As it was, I recently happened to take part in a business forum where the panel was asked whether they believed there were any parallels with what was happening in India to the far larger, more fundamental protests taking place in the Arab world. The most interesting response was from a respected female TV reporter who said the authorities in Delhi had tried to ignore the protests for the first couple of days and then – apparently genuinely fearful of things getting out of hand in a Tahrir Square sort of way – decided they had better act. Quickly the government acceded to Hazare's demands and, in a clever piece of politics, diluted the impact of his protest by ensuring the issue got bogged down in a row about procedure.

But the man with the white hat is not going away. He is planning a national tour to meet people across India who are angry and fed up about the levels of corruption within the country and the way it is halting development and ruining lives. India's politicians are always quick to boast of possessing the world's biggest democracy. But if people make the effort to vote and nothing changes – if the corruption gets worse before their eyes – then those politicians need to pay attention. India has not seen the last of Anna Hazare.
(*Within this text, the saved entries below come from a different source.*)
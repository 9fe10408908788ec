// Text normalization — cleans raw review text into clustering-ready form.
//
// Review text arrives full of noise: URLs, emoji, platform boilerplate
// ("Full Review" suffixes), repeated whitespace. The normalizer strips all
// of that and lowercases, producing text suitable for both the sentiment
// lexicon and the embedding model.
//
// Normalization is a pure transform and a fixed point: cleaning already
// cleaned text yields the same bytes. Reviews that end up too short are
// dropped, never propagated. Exact duplicates within a batch are dropped
// too, keeping the first occurrence — one spam repost must not dominate a
// cluster's weight.

use std::collections::HashSet;

use regex_lite::Regex;
use tracing::{debug, warn};

use crate::model::{NormalizedReview, Review};

/// Default cap on cleaned text length, in characters.
pub const DEFAULT_MAX_CHARS: usize = 2000;

/// Default minimum word count below which a review is dropped.
pub const DEFAULT_MIN_WORDS: usize = 3;

/// Review text normalizer. Construct once per run and reuse — the regexes
/// are compiled in `new`.
pub struct Normalizer {
    url_re: Regex,
    email_re: Regex,
    boilerplate_re: Regex,
    punct_re: Regex,
    whitespace_re: Regex,
    max_chars: usize,
    min_words: usize,
}

impl Default for Normalizer {
    fn default() -> Self {
        Self::new(DEFAULT_MAX_CHARS, DEFAULT_MIN_WORDS)
    }
}

impl Normalizer {
    pub fn new(max_chars: usize, min_words: usize) -> Self {
        Self {
            url_re: Regex::new(r"https?://\S+").expect("valid url regex"),
            email_re: Regex::new(r"\S+@\S+").expect("valid email regex"),
            // Trailing platform boilerplate. Stripped repeatedly so stacked
            // suffixes ("... Read More Full Review") all come off.
            boilerplate_re: Regex::new(r"(?:full review|read more|show more|show less)\s*$")
                .expect("valid boilerplate regex"),
            // Keep word characters, whitespace, and basic sentence
            // punctuation; everything else becomes a space.
            punct_re: Regex::new(r"[^\w\s.!?']").expect("valid punctuation regex"),
            whitespace_re: Regex::new(r"\s+").expect("valid whitespace regex"),
            max_chars,
            min_words,
        }
    }

    /// Clean a single review text. Returns None when the result is too
    /// short to carry a complaint.
    pub fn clean(&self, text: &str) -> Option<String> {
        let mut text = text.to_lowercase();

        text = self.url_re.replace_all(&text, " ").into_owned();
        text = self.email_re.replace_all(&text, " ").into_owned();
        text = strip_emoji_and_control(&text);
        text = self.punct_re.replace_all(&text, " ").into_owned();
        text = self.whitespace_re.replace_all(&text, " ").into_owned();
        text = text.trim().to_string();

        loop {
            let stripped = self.boilerplate_re.replace(&text, "").trim_end().to_string();
            if stripped == text {
                break;
            }
            text = stripped;
        }

        if text.chars().count() > self.max_chars {
            text = text.chars().take(self.max_chars).collect::<String>();
            text = text.trim_end().to_string();
        }

        if text.split_whitespace().count() < self.min_words {
            return None;
        }

        Some(text)
    }

    /// Normalize a batch of reviews.
    ///
    /// Returns the surviving reviews in input order plus the count of
    /// dropped items (too short after cleaning, or exact duplicates of an
    /// earlier review in the same batch). A single malformed review never
    /// aborts the batch.
    pub fn normalize_batch(&self, reviews: Vec<Review>) -> (Vec<NormalizedReview>, u32) {
        let mut seen: HashSet<String> = HashSet::new();
        let mut out = Vec::with_capacity(reviews.len());
        let mut dropped = 0u32;

        for review in reviews {
            let Some(cleaned_text) = self.clean(&review.text) else {
                debug!(review_id = %review.id, "Dropped review: too short after cleaning");
                dropped += 1;
                continue;
            };

            if !seen.insert(cleaned_text.clone()) {
                warn!(review_id = %review.id, "Dropped review: exact duplicate text");
                dropped += 1;
                continue;
            }

            out.push(NormalizedReview {
                review,
                cleaned_text,
            });
        }

        (out, dropped)
    }
}

/// Replace emoji, pictographs, and control characters with spaces.
///
/// Character-range filter rather than a regex: regex-lite has no Unicode
/// property classes, and the emoji blocks are few enough to enumerate.
fn strip_emoji_and_control(text: &str) -> String {
    text.chars()
        .map(|c| {
            let cp = c as u32;
            let is_emoji = (0x1F000..=0x1FAFF).contains(&cp)   // pictographs, emoticons, symbols
                || (0x2600..=0x27BF).contains(&cp)              // misc symbols, dingbats
                || (0x2190..=0x21FF).contains(&cp)              // arrows
                || cp == 0xFE0F                                 // variation selector
                || cp == 0x200D;                                // zero-width joiner
            if c.is_control() || is_emoji {
                ' '
            } else {
                c
            }
        })
        .collect()
}
// Pipeline orchestration — staging, progress, cancellation, errors.

pub mod analyze;
pub mod error;
pub mod progress;

pub use analyze::Pipeline;
pub use error::{PipelineError, Stage};
pub use progress::{CancelFlag, NoopProgress, ProgressSink};
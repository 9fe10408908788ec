// Lexicon-based sentiment classifier — the default text-sentiment backend.
//
// Zero API calls, runs locally, no cost. Counts complaint-vocabulary hits
// against praise-vocabulary hits with case-insensitive Aho-Corasick
// matchers. Crude next to a real model, but review language is blunt
// enough ("crashes", "scam", "refund") that hit counting separates
// complaints from praise reliably in practice.

use aho_corasick::AhoCorasick;
use anyhow::{anyhow, Result};

use super::traits::SentimentClassifier;

const NEGATIVE_WORDS: &[&str] = &[
    "bad",
    "terrible",
    "awful",
    "hate",
    "horrible",
    "worst",
    "angry",
    "disappointed",
    "disappointing",
    "poor",
    "broken",
    "crash",
    "crashes",
    "crashing",
    "bug",
    "buggy",
    "glitch",
    "useless",
    "unusable",
    "frustrating",
    "annoying",
    "slow",
    "laggy",
    "freezes",
    "scam",
    "refund",
    "uninstall",
    "uninstalled",
    "waste",
    "garbage",
    "never works",
    "doesn't work",
    "does not work",
    "stopped working",
];

const POSITIVE_WORDS: &[&str] = &[
    "good",
    "great",
    "excellent",
    "love",
    "amazing",
    "wonderful",
    "happy",
    "fantastic",
    "awesome",
    "best",
    "perfect",
    "smooth",
    "helpful",
    "recommend",
    "works great",
    "well done",
];

/// Word-list sentiment classifier over complaint/praise vocabulary.
pub struct LexiconSentiment {
    negative: AhoCorasick,
    positive: AhoCorasick,
}

impl LexiconSentiment {
    pub fn new() -> Result<Self> {
        let negative = AhoCorasick::builder()
            .ascii_case_insensitive(true)
            .build(NEGATIVE_WORDS)
            .map_err(|e| anyhow!("Failed to build negative lexicon matcher: {e}"))?;
        let positive = AhoCorasick::builder()
            .ascii_case_insensitive(true)
            .build(POSITIVE_WORDS)
            .map_err(|e| anyhow!("Failed to build positive lexicon matcher: {e}"))?;

        Ok(Self { negative, positive })
    }
}

impl SentimentClassifier for LexiconSentiment {
    fn is_negative(&self, text: &str) -> bool {
        let negative_hits = self.negative.find_iter(text).count();
        let positive_hits = self.positive.find_iter(text).count();
        // Strict majority: a tie (including zero hits either way) is not
        // enough evidence to call the text a complaint.
        negative_hits > positive_hits
    }
}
Will Ms Singh deliver a bestseller?

To a recent book event in the city with the charming Daman Singh, one of the three daughters of India's unusually shy and retiring prime minister, Manmohan Singh. Ms Singh is the author of two novels, the most recent being The Sacred Grove, which tells the story of a14-year-old boy through the eyes of the teenager. The father of the book's main character is a senior official in a small town who not only receives preferential treatment from those around him but is somewhat authoritarian to his child.

Ms Singh was a good enough sport to reveal she must have used some of her own experiences from childhood when she wrote the novel. She also revealed she is working on a biography of her parents and has alreadysat down with them and carried out several interviews as part of her ongoing research. Her father's attitude about the project had been typically low-key, she said, whereas her mother was enthusiastic and encouraging.

Ms Singh said she doubted whether she was going to get any especially juicy details or gossip from her parents about their lives. Yet with an eye for possible publicity that any ambitious author must have, she added: "Of course, it would be better for the book if there were some."

This city's Chief Minister protests too much

The authorities in Delhi have been outraged over a recent report in The Lancet that claimed the presence of a so-called superbug in the city's water supplies. The city's chief minister, Sheila Dikshit, says tests have proved the claim are false, (though chlorine tablets have been handed out by officials as a precaution). The esteemed medical journal previously angered city officials in an article last year that named the bug it had discovered NDM-1, short for New Delhi metallo-beta-lactamase-1.

Ms Dikshit and her colleagues said the city was being unfairly associated with harmful bacteria. It's fair to say that many people I've spoken to about this issue have rolled their eyes at both Ms Dikshit's purported anger and her reassurances that all is well with the city's water. After all, Delhi Belly got the name for a reason.